▶ TASK OBJECTIVE
Every line from the one containing "self.lock().scan_hangs = true;" to the one containing "pub fn fail_writes(&self, count: u32)" in the records below, both included, must be set down exactly, and no other line.

▶ DATA UNDER STUDY
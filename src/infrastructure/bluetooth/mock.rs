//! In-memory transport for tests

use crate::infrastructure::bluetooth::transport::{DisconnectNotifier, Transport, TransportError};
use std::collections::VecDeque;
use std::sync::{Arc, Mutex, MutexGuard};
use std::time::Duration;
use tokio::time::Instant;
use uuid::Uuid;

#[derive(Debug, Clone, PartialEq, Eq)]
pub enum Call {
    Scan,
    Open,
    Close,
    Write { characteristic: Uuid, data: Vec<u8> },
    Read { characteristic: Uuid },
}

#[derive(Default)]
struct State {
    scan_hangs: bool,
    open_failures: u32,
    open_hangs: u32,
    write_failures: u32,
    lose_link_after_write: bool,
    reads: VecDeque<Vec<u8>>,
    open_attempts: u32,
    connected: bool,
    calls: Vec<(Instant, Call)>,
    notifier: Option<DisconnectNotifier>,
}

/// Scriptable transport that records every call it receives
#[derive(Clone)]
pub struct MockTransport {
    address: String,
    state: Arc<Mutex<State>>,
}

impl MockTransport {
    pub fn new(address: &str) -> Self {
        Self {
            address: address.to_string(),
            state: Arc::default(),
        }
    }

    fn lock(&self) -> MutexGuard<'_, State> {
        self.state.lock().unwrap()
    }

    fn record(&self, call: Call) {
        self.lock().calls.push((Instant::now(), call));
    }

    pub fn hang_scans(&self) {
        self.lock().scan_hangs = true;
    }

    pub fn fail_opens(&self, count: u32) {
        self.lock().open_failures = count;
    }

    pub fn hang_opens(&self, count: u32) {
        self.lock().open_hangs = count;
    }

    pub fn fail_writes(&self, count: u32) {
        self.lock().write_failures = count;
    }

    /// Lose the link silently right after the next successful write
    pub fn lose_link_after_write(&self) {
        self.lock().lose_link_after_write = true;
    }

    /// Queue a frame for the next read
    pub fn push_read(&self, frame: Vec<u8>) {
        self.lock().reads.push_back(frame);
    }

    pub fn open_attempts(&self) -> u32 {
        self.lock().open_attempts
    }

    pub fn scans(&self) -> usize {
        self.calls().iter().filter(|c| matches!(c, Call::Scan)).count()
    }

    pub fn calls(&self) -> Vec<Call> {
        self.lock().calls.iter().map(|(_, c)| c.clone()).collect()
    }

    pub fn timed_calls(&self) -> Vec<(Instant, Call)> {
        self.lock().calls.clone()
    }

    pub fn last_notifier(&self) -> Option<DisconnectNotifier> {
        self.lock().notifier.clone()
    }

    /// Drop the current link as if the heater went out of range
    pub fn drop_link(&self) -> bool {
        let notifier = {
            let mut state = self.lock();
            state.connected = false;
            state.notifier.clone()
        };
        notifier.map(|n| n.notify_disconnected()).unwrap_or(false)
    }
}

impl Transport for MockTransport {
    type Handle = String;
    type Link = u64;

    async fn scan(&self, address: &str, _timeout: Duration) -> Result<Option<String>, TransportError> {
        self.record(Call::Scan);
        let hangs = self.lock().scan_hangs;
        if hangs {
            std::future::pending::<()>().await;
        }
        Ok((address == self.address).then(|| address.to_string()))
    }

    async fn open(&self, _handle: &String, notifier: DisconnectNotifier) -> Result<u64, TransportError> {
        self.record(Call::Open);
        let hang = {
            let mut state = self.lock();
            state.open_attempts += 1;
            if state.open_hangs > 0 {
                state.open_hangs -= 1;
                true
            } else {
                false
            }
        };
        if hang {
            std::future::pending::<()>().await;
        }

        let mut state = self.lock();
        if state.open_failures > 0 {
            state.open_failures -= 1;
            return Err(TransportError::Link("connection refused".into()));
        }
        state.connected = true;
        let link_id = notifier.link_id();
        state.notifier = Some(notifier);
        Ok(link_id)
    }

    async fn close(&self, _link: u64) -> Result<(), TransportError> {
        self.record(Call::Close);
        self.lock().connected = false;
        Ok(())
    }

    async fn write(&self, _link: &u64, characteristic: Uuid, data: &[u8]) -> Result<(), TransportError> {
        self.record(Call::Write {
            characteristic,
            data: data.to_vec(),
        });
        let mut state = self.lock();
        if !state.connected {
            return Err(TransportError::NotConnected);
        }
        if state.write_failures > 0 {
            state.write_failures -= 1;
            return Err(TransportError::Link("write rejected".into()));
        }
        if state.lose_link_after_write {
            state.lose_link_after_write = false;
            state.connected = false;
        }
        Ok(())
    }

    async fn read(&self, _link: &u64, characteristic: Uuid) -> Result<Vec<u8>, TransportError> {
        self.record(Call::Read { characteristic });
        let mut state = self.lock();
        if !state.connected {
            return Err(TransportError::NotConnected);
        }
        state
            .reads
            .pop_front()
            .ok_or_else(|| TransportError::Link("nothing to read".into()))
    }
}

--

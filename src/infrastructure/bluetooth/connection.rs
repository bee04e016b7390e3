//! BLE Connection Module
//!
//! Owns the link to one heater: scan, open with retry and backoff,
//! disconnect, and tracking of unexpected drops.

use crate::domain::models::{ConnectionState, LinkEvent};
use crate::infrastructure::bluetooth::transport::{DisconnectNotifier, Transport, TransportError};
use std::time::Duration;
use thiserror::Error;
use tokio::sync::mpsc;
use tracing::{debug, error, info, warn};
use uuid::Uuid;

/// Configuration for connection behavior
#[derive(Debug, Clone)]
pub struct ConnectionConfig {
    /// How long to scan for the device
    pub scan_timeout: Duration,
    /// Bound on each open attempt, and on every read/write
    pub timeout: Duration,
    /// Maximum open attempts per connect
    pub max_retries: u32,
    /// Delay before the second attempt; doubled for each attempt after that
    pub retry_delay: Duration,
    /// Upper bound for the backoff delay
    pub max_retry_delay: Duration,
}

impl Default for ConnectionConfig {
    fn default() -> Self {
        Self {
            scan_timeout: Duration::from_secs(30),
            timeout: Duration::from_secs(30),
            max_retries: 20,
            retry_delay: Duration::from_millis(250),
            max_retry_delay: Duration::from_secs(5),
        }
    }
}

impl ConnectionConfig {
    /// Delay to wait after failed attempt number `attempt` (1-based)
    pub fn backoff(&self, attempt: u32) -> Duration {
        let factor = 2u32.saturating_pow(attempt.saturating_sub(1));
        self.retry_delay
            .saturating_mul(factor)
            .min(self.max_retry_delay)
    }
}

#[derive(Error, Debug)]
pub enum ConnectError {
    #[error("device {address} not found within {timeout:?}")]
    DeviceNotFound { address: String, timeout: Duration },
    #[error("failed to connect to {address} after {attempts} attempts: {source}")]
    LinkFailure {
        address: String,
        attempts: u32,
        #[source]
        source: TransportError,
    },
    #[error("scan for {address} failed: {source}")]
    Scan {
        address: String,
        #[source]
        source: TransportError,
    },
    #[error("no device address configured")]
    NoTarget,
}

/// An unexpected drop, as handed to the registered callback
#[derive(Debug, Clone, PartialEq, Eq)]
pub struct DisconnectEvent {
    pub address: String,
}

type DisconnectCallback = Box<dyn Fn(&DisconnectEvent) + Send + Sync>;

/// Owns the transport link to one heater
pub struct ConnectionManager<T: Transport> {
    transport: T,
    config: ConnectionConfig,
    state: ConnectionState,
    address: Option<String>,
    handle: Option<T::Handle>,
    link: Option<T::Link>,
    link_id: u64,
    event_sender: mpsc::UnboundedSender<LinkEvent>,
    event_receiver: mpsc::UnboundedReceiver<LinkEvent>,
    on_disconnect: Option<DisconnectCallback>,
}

▶ WRITTEN SOLUTION
        self.lock().scan_hangs = true;
    }

    pub fn fail_opens(&self, count: u32) {
        self.lock().open_failures = count;
    }

    pub fn hang_opens(&self, count: u32) {
        self.lock().open_hangs = count;
    }

    pub fn fail_writes(&self, count: u32) {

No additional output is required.